impl CommandServer for MemoryServer {
    fn select_entities(
        &mut self,
        ctx: &ExecutionContext,
        selector: &EntitySelector,
    ) -> CommandResult<Vec<EntityRef>> {
        let candidates: Vec<EntityRef> = self.entities().cloned().collect();
        Ok(selector.select(ctx, candidates, &mut self.rng))
    }

    fn entity(&self, id: EntityId) -> Option<EntityRef> {
        self.stored(id).map(|stored| stored.entity.clone())
    }

    fn entity_data(&self, id: EntityId) -> Option<Compound> {
        self.stored(id).map(StoredEntity::full_data)
    }

    fn set_entity_data(&mut self, id: EntityId, mut data: Compound) -> CommandResult<()> {
        let stored = self.stored_mut(id).ok_or(CommandError::EntityNotFound)?;
        if stored.entity.is_player() {
            return Err(CommandError::Failed(Message::new("commands.data.entity.invalid")));
        }
        for key in COMPUTED_ENTITY_KEYS {
            data.remove(key);
        }
        stored.data = data;
        Ok(())
    }

    fn add_entity_tag(&mut self, id: EntityId, tag: &str) -> bool {
        self.stored_mut(id)
            .is_some_and(|stored| stored.entity.tags.insert(tag.to_string()))
    }

    fn remove_entity_tag(&mut self, id: EntityId, tag: &str) -> bool {
        self.stored_mut(id)
            .is_some_and(|stored| stored.entity.tags.remove(tag))
    }

    fn teleport_entity(
        &mut self,
        id: EntityId,
        dimension: DimensionId,
        position: DVec3,
        rotation: Rotation,
    ) -> CommandResult<()> {
        let stored = self.stored_mut(id).ok_or(CommandError::EntityNotFound)?;
        stored.entity.dimension = dimension;
        stored.entity.position = position;
        stored.entity.rotation = rotation;
        Ok(())
    }

    fn is_loaded(&self, dimension: DimensionId, pos: BlockPos) -> bool {
        let (chunk_x, chunk_z) = pos.chunk_column();
        (MIN_BUILD_HEIGHT..MAX_BUILD_HEIGHT).contains(&pos.y)
            && !self.unloaded.contains(&(dimension, chunk_x, chunk_z))
    }

    fn block_state(&self, dimension: DimensionId, pos: BlockPos) -> Option<BlockState> {
        if !self.is_loaded(dimension, pos) {
            return None;
        }
        self.count_read();
        Some(
            self.blocks
                .get(&(dimension, pos))
                .cloned()
                .unwrap_or_else(BlockState::air),
        )
    }

    fn set_block_state(
        &mut self,
        dimension: DimensionId,
        pos: BlockPos,
        state: BlockState,
    ) -> CommandResult<()> {
        if !self.is_loaded(dimension, pos) {
            return Err(CommandError::NotLoaded { pos });
        }
        self.block_entities.remove(&(dimension, pos));
        self.put_block(dimension, pos, state);
        Ok(())
    }

    fn block_data(&self, dimension: DimensionId, pos: BlockPos) -> Option<Compound> {
        if !self.is_loaded(dimension, pos) {
            return None;
        }
        self.count_read();
        self.block_entities.get(&(dimension, pos)).cloned()
    }

    fn set_block_data(
        &mut self,
        dimension: DimensionId,
        pos: BlockPos,
        data: Compound,
    ) -> CommandResult<()> {
        let slot = self
            .block_entities
            .get_mut(&(dimension, pos))
            .ok_or(CommandError::NotABlockEntity { pos })?;
        *slot = data;
        Ok(())
    }

    fn storage_data(&self, id: &ResourceKey) -> Compound {
        self.storage.get(id).cloned().unwrap_or_default()
    }

    fn set_storage_data(&mut self, id: &ResourceKey, data: Compound) {
        self.storage.insert(id.clone(), data);
    }

    fn has_objective(&self, objective: &str) -> bool {
        self.objectives.contains(objective)
    }

    fn add_objective(&mut self, objective: &str) -> CommandResult<()> {
        if !self.objectives.insert(objective.to_string()) {
            return Err(CommandError::DuplicateObjective(objective.to_string()));
        }
        Ok(())
    }

    fn score(&self, holder: &str, objective: &str) -> Option<i32> {
        self.scores.get(holder)?.get(objective).copied()
    }

    fn set_score(&mut self, holder: &str, objective: &str, value: i32) {
        if !self.objectives.contains(objective) {
            debug!(holder, objective, "score for unknown objective dropped");
            return;
        }
        self.scores
            .entry(holder.to_string())
            .or_default()
            .insert(objective.to_string(), value);
    }

    fn score_holders(&self) -> Vec<String> {
        self.scores
            .iter()
            .filter(|(_, scores)| !scores.is_empty())
            .map(|(holder, _)| holder.clone())
            .collect()
    }

    fn has_boss_bar(&self, id: &ResourceKey) -> bool {
        self.boss_bars.contains_key(id)
    }

    fn set_boss_bar_value(&mut self, id: &ResourceKey, value: i32) {
        if let Some(bar) = self.boss_bars.get_mut(id) {
            bar.value = value;
        }
    }

    fn set_boss_bar_max(&mut self, id: &ResourceKey, max: i32) {
        if let Some(bar) = self.boss_bars.get_mut(id) {
            bar.max = max.max(1);
        }
    }

    fn test_predicate(&mut self, id: &ResourceKey, ctx: &PredicateContext) -> Option<bool> {
        self.predicates.get(id).map(|rule| rule.test(ctx))
    }

    fn send_feedback(&mut self, sink: &OutputSink, message: &Message, broadcast_to_ops: bool) {
        let Some(audience) = audience(sink) else {
            return;
        };
        let is_player = matches!(sink, OutputSink::Player { .. });
        if !is_player || self.settings.send_command_feedback {
            self.record(FeedbackKind::Success, audience, message);
        }
        if broadcast_to_ops && self.settings.broadcast_to_ops {
            self.record(FeedbackKind::Ops, "ops", message);
        }
    }

    fn send_failure(&mut self, sink: &OutputSink, message: &Message) {
        if let Some(audience) = audience(sink) {
            self.record(FeedbackKind::Failure, audience, message);
        }
    }

    fn broadcast(&mut self, message: &Message) {
        self.record(FeedbackKind::Broadcast, "*", message);
    }
}
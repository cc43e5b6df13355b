use crate::args::ArgumentKind;
use crate::error::CommandError;
use crate::graph::{CommandGraph, Executor};
use crate::message::Message;

use super::{count, entities, GAMEMASTER_PERMISSION};

/// `tag <targets> add|remove <name>` and `tag <targets> list`.
pub(super) fn register(graph: &mut CommandGraph) {
    let root = graph.root();
    let tag = graph.literal(root, "tag");
    graph.requires(tag, GAMEMASTER_PERMISSION);
    let targets = graph.argument(tag, "targets", ArgumentKind::Entities);

    let add = graph.literal(targets, "add");
    let name = graph.argument(add, "name", ArgumentKind::Word);
    graph.executes(
        name,
        Executor::leaf(|server, ctx, args| {
            let name = args.string("name")?;
            let targets = entities(server, ctx, args, "targets")?;
            let added = targets
                .iter()
                .filter(|entity| server.add_entity_tag(entity.id, name))
                .count();
            if added == 0 {
                return Err(CommandError::Failed(Message::new("commands.tag.add.failed")));
            }
            let message = match targets.as_slice() {
                [single] => Message::new("commands.tag.add.success.single")
                    .arg(name)
                    .arg(&single.name),
                _ => Message::new("commands.tag.add.success.multiple")
                    .arg(name)
                    .arg(targets.len()),
            };
            ctx.send_success(server, message, true);
            Ok(count(added))
        }),
    );

    let remove = graph.literal(targets, "remove");
    let name = graph.argument(remove, "name", ArgumentKind::Word);
    graph.executes(
        name,
        Executor::leaf(|server, ctx, args| {
            let name = args.string("name")?;
            let targets = entities(server, ctx, args, "targets")?;
            let removed = targets
                .iter()
                .filter(|entity| server.remove_entity_tag(entity.id, name))
                .count();
            if removed == 0 {
                return Err(CommandError::Failed(Message::new(
                    "commands.tag.remove.failed",
                )));
            }
            let message = match targets.as_slice() {
                [single] => Message::new("commands.tag.remove.success.single")
                    .arg(name)
                    .arg(&single.name),
                _ => Message::new("commands.tag.remove.success.multiple")
                    .arg(name)
                    .arg(targets.len()),
            };
            ctx.send_success(server, message, true);
            Ok(count(removed))
        }),
    );

    let list = graph.literal(targets, "list");
    graph.executes(
        list,
        Executor::leaf(|server, ctx, args| {
            let targets = entities(server, ctx, args, "targets")?;
            let mut tags: Vec<&str> = targets
                .iter()
                .flat_map(|entity| entity.tags.iter().map(String::as_str))
                .collect();
            tags.sort_unstable();
            tags.dedup();
            let message = if tags.is_empty() {
                Message::new("commands.tag.list.empty").arg(targets.len())
            } else {
                Message::new("commands.tag.list.success")
                    .arg(targets.len())
                    .arg(tags.len())
                    .arg(tags.join(", "))
            };
            ctx.send_success(server, message, false);
            Ok(count(tags.len()))
        }),
    );
}
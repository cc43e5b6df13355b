//! Summary reports for command script runs, exported as JSON for CI.

use anyhow::{Context, Result};
use serde::{Deserialize, Serialize};
use std::fs::{self, File};
use std::io::Write;
use std::path::{Path, PathBuf};

use crate::CommandRecord;

/// Outcome of a whole script.
#[derive(Debug, Clone, Copy, PartialEq, Eq, Serialize, Deserialize)]
#[serde(rename_all = "lowercase")]
pub enum RunResult {
    /// Every command succeeded.
    Pass,
    /// A command failed unexpectedly or an expectation was not met.
    Fail,
}

/// Aggregated command counts.
#[derive(Debug, Clone, Default, PartialEq, Serialize, Deserialize)]
pub struct CommandTotals {
    pub executed: usize,
    pub succeeded: usize,
    pub failed: usize,
    /// Sum of every command result.
    pub result_sum: i64,
    pub feedback_lines: usize,
}

/// Top-level report written after a script run.
#[derive(Debug, Clone, Serialize, Deserialize)]
pub struct ScriptReport {
    /// Script or scenario name.
    pub name: String,
    /// When the report was built (RFC 3339).
    pub timestamp: String,
    pub seed: u64,
    pub result: RunResult,
    pub commands: CommandTotals,
    /// Block reads performed by the world during the run.
    pub block_reads: u64,
    /// Last tick that ran a command.
    #[serde(skip_serializing_if = "Option::is_none")]
    pub last_tick: Option<u64>,
    /// Expectations the run did not meet.
    #[serde(default, skip_serializing_if = "Vec::is_empty")]
    pub unmet: Vec<String>,
}

/// Accumulates command records into a [`ScriptReport`].
pub struct ScriptReportBuilder {
    report: ScriptReport,
}

impl ScriptReportBuilder {
    pub fn new(name: impl Into<String>) -> Self {
        Self {
            report: ScriptReport {
                name: name.into(),
                timestamp: chrono::Utc::now().to_rfc3339(),
                seed: 0,
                result: RunResult::Pass,
                commands: CommandTotals::default(),
                block_reads: 0,
                last_tick: None,
                unmet: Vec::new(),
            },
        }
    }

    pub fn seed(mut self, seed: u64) -> Self {
        self.report.seed = seed;
        self
    }

    pub fn block_reads(mut self, reads: u64) -> Self {
        self.report.block_reads = reads;
        self
    }

    /// Fold one executed command into the totals. A failure fails the run.
    pub fn record(&mut self, record: &CommandRecord) {
        self.tally(record);
        if !record.success {
            self.report.result = RunResult::Fail;
        }
    }

    /// Like [`record`](Self::record), for a command that was meant to fail.
    pub fn record_expected_failure(&mut self, record: &CommandRecord) {
        self.tally(record);
    }

    /// Note an unmet expectation; the run fails.
    pub fn unmet(&mut self, message: impl Into<String>) {
        self.report.unmet.push(message.into());
        self.report.result = RunResult::Fail;
    }

    fn tally(&mut self, record: &CommandRecord) {
        let totals = &mut self.report.commands;
        totals.executed += 1;
        if record.success {
            totals.succeeded += 1;
        } else {
            totals.failed += 1;
        }
        totals.result_sum += i64::from(record.result);
        totals.feedback_lines += record.feedback.len();
        self.report.last_tick = Some(
            self.report
                .last_tick
                .map_or(record.tick, |tick| tick.max(record.tick)),
        );
    }

    pub fn build(self) -> ScriptReport {
        self.report
    }
}

/// Writes reports as pretty JSON.
pub struct ReportSink {
    path: PathBuf,
}

impl ReportSink {
    /// Sink at `path`, creating parent directories.
    pub fn create<P: AsRef<Path>>(path: P) -> Result<Self> {
        let path = path.as_ref().to_path_buf();
        if let Some(parent) = path.parent() {
            fs::create_dir_all(parent)
                .with_context(|| format!("Failed to create {}", parent.display()))?;
        }
        Ok(Self { path })
    }

    pub fn write(&self, report: &ScriptReport) -> Result<()> {
        let json = serde_json::to_string_pretty(report)?;
        let mut file = File::create(&self.path)
            .with_context(|| format!("Failed to create report {}", self.path.display()))?;
        file.write_all(json.as_bytes())?;
        Ok(())
    }
}
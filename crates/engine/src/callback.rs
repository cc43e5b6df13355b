//! Result observers attached to a context.
//!
//! A chain is an ordered list. Chaining appends, and every completion walks the
//! list front to back, so an outer `store` clause (registered first) observes
//! before the inner ones.

use std::fmt;
use std::sync::Arc;

use crate::context::ExecutionContext;
use crate::server::CommandServer;
use crate::store::StoreCallback;

/// Custom observer signature.
pub type ObserverFn = dyn Fn(&mut dyn CommandServer, &ExecutionContext, bool, i32);

/// One observer of `(success, result)` completions.
#[derive(Clone)]
pub enum ResultCallback {
    /// Write the outcome into a score, boss bar or data path.
    Store(StoreCallback),
    /// Arbitrary observer supplied by the embedding server.
    Observer(Arc<ObserverFn>),
}

impl ResultCallback {
    pub fn observer<F>(f: F) -> Self
    where
        F: Fn(&mut dyn CommandServer, &ExecutionContext, bool, i32) + 'static,
    {
        Self::Observer(Arc::new(f))
    }

    pub fn invoke(
        &self,
        server: &mut dyn CommandServer,
        ctx: &ExecutionContext,
        success: bool,
        result: i32,
    ) {
        match self {
            Self::Store(store) => store.apply(server, success, result),
            Self::Observer(observer) => observer(server, ctx, success, result),
        }
    }
}

impl fmt::Debug for ResultCallback {
    fn fmt(&self, f: &mut fmt::Formatter<'_>) -> fmt::Result {
        match self {
            Self::Store(store) => f.debug_tuple("Store").field(store).finish(),
            Self::Observer(_) => f.write_str("Observer(..)"),
        }
    }
}

#[derive(Debug, Clone, Default)]
pub struct CallbackChain {
    callbacks: Vec<ResultCallback>,
}

impl CallbackChain {
    pub fn single(callback: ResultCallback) -> Self {
        Self {
            callbacks: vec![callback],
        }
    }

    /// Append `callback` after everything already in the chain.
    pub fn then(mut self, callback: ResultCallback) -> Self {
        self.callbacks.push(callback);
        self
    }

    /// `first` followed by `second`.
    pub fn combine(first: &Self, second: &Self) -> Self {
        Self {
            callbacks: first
                .callbacks
                .iter()
                .chain(&second.callbacks)
                .cloned()
                .collect(),
        }
    }

    pub fn len(&self) -> usize {
        self.callbacks.len()
    }

    pub fn is_empty(&self) -> bool {
        self.callbacks.is_empty()
    }

    pub fn invoke(
        &self,
        server: &mut dyn CommandServer,
        ctx: &ExecutionContext,
        success: bool,
        result: i32,
    ) {
        for callback in &self.callbacks {
            callback.invoke(server, ctx, success, result);
        }
    }
}
use crate::args::ArgumentKind;
use crate::error::{CommandError, CommandResult};
use crate::graph::{CommandGraph, Executor};
use crate::message::Message;
use crate::server::CommandServer;

use super::GAMEMASTER_PERMISSION;

pub(super) fn register(graph: &mut CommandGraph) {
    let root = graph.root();
    let scoreboard = graph.literal(root, "scoreboard");
    graph.requires(scoreboard, GAMEMASTER_PERMISSION);

    let objectives = graph.literal(scoreboard, "objectives");
    let add = graph.literal(objectives, "add");
    let objective = graph.argument(add, "objective", ArgumentKind::Word);
    // The criterion is accepted for familiarity; every objective is a plain counter.
    let criterion = graph.argument(objective, "criterion", ArgumentKind::Word);
    let add_objective = Executor::leaf(|server, ctx, args| {
        let name = args.string("objective")?;
        server.add_objective(name)?;
        ctx.send_success(
            server,
            Message::new("commands.scoreboard.objectives.add.success").arg(name),
            true,
        );
        Ok(1)
    });
    graph.executes(objective, add_objective.clone());
    graph.executes(criterion, add_objective);

    let players = graph.literal(scoreboard, "players");

    let set = graph.literal(players, "set");
    let targets = graph.argument(set, "targets", ArgumentKind::ScoreHolders);
    let objective = graph.argument(targets, "objective", ArgumentKind::Objective);
    let score = graph.argument(objective, "score", ArgumentKind::Integer);
    graph.executes(
        score,
        Executor::leaf(|server, ctx, args| {
            let holders = args.score_holder("targets")?.resolve(server, ctx)?;
            let objective = args.string("objective")?;
            let value = args.integer("score")?;
            require_objective(server, objective)?;
            for holder in &holders {
                server.set_score(holder, objective, value);
            }
            let message = match holders.as_slice() {
                [single] => Message::new("commands.scoreboard.players.set.success.single")
                    .arg(objective)
                    .arg(single)
                    .arg(value),
                _ => Message::new("commands.scoreboard.players.set.success.multiple")
                    .arg(objective)
                    .arg(holders.len())
                    .arg(value),
            };
            ctx.send_success(server, message, true);
            Ok(value.wrapping_mul(super::count(holders.len())))
        }),
    );

    let add = graph.literal(players, "add");
    let targets = graph.argument(add, "targets", ArgumentKind::ScoreHolders);
    let objective = graph.argument(targets, "objective", ArgumentKind::Objective);
    let score = graph.argument(objective, "score", ArgumentKind::Integer);
    graph.executes(
        score,
        Executor::leaf(|server, ctx, args| {
            let holders = args.score_holder("targets")?.resolve(server, ctx)?;
            let objective = args.string("objective")?;
            let delta = args.integer("score")?;
            require_objective(server, objective)?;
            let mut total = 0i32;
            for holder in &holders {
                let value = server
                    .score(holder, objective)
                    .unwrap_or(0)
                    .wrapping_add(delta);
                server.set_score(holder, objective, value);
                total = total.wrapping_add(value);
            }
            let message = match holders.as_slice() {
                [single] => Message::new("commands.scoreboard.players.add.success.single")
                    .arg(delta)
                    .arg(objective)
                    .arg(single)
                    .arg(total),
                _ => Message::new("commands.scoreboard.players.add.success.multiple")
                    .arg(delta)
                    .arg(objective)
                    .arg(holders.len()),
            };
            ctx.send_success(server, message, true);
            Ok(total)
        }),
    );

    let get = graph.literal(players, "get");
    let target = graph.argument(get, "target", ArgumentKind::ScoreHolder);
    let objective = graph.argument(target, "objective", ArgumentKind::Objective);
    graph.executes(
        objective,
        Executor::leaf(|server, ctx, args| {
            let holder = args.score_holder("target")?.resolve_single(server, ctx)?;
            let objective = args.string("objective")?;
            require_objective(server, objective)?;
            let value = server
                .score(&holder, objective)
                .ok_or_else(|| CommandError::NoScore {
                    holder: holder.clone(),
                    objective: objective.clone(),
                })?;
            ctx.send_success(
                server,
                Message::new("commands.scoreboard.players.get.success")
                    .arg(&holder)
                    .arg(value)
                    .arg(objective),
                false,
            );
            Ok(value)
        }),
    );
}

fn require_objective(server: &dyn CommandServer, objective: &str) -> CommandResult<()> {
    if server.has_objective(objective) {
        Ok(())
    } else {
        Err(CommandError::UnknownObjective(objective.to_string()))
    }
}
#[test]
fn gates_filter_branches_without_failing() {
    let (dispatcher, seen) = dispatcher_with_probe();
    let mut server = MemoryServer::new(1);
    let ids = zombies(&mut server, 4);
    server.add_entity_tag(ids[0], "boss");
    server.add_entity_tag(ids[2], "boss");

    let result = dispatcher.execute(
        &mut server,
        "execute as @e[type=zombie] if entity @s[tag=boss] run probe",
        &console(),
    );

    assert_eq!(result, Ok(2));
    let ran: Vec<EntityId> = seen
        .borrow()
        .iter()
        .filter_map(|ctx| ctx.entity().map(|e| e.id))
        .collect();
    assert_eq!(ran, vec![ids[0], ids[2]]);
}

#[test]
fn region_over_the_cap_fails_before_reading_any_block() {
    let dispatcher = Dispatcher::with_builtin_commands();
    let mut server = MemoryServer::new(1);

    let result = dispatcher.execute(
        &mut server,
        "execute if blocks 0 0 0 40 40 40 100 0 100 all",
        &console(),
    );

    assert_eq!(
        result,
        Err(CommandError::AreaTooLarge {
            max: MAX_REGION_VOLUME,
            actual: 41 * 41 * 41,
        })
    );
    assert_eq!(server.block_reads(), 0);
}

#[test]
fn region_at_the_cap_is_compared() {
    let dispatcher = Dispatcher::with_builtin_commands();
    let mut server = MemoryServer::new(1);

    let result = dispatcher.execute(
        &mut server,
        "execute if blocks 0 0 0 31 31 31 100 0 100 all",
        &console(),
    );

    assert_eq!(result, Ok(32768));
    assert!(server.block_reads() > 0);
}

#[test]
fn masked_region_ignores_air_in_the_source() {
    let dispatcher = Dispatcher::with_builtin_commands();
    let mut server = MemoryServer::new(1);
    server.put_block(DimensionId::Overworld, BlockPos::new(0, 64, 0), stone());
    server.put_block(DimensionId::Overworld, BlockPos::new(10, 64, 0), stone());
    server.put_block(DimensionId::Overworld, BlockPos::new(11, 64, 0), stone());

    let all = dispatcher.execute(&mut server, "execute if blocks 0 64 0 1 64 0 10 64 0 all", &console());
    assert_eq!(all, Err(CommandError::ConditionalFailed));

    let masked = dispatcher.execute(
        &mut server,
        "execute if blocks 0 64 0 1 64 0 10 64 0 masked",
        &console(),
    );
    assert_eq!(masked, Ok(1));
}

#[test]
fn region_across_the_coordinate_edge_is_compared() {
    let dispatcher = Dispatcher::with_builtin_commands();
    let mut server = MemoryServer::new(1);
    server.put_block(DimensionId::Overworld, BlockPos::new(i32::MIN, 64, 0), stone());
    server.put_block(DimensionId::Overworld, BlockPos::new(i32::MAX, 64, 0), stone());
    let command = "execute if blocks -2147483648 64 0 -2147483648 64 0 2147483647 64 0 all";

    assert_eq!(dispatcher.execute(&mut server, command, &console()), Ok(1));

    server.put_block(
        DimensionId::Overworld,
        BlockPos::new(i32::MAX, 64, 0),
        BlockState::simple(ResourceKey::minecraft("dirt")),
    );
    assert_eq!(
        dispatcher.execute(&mut server, command, &console()),
        Err(CommandError::ConditionalFailed)
    );
}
#####
**Task brief**
When a line among the entries above contains "CommandRecord", copy it.

**Solution for this problem**
use crate::CommandRecord;
    pub fn record(&mut self, record: &CommandRecord) {
    pub fn record_expected_failure(&mut self, record: &CommandRecord) {
    fn tally(&mut self, record: &CommandRecord) {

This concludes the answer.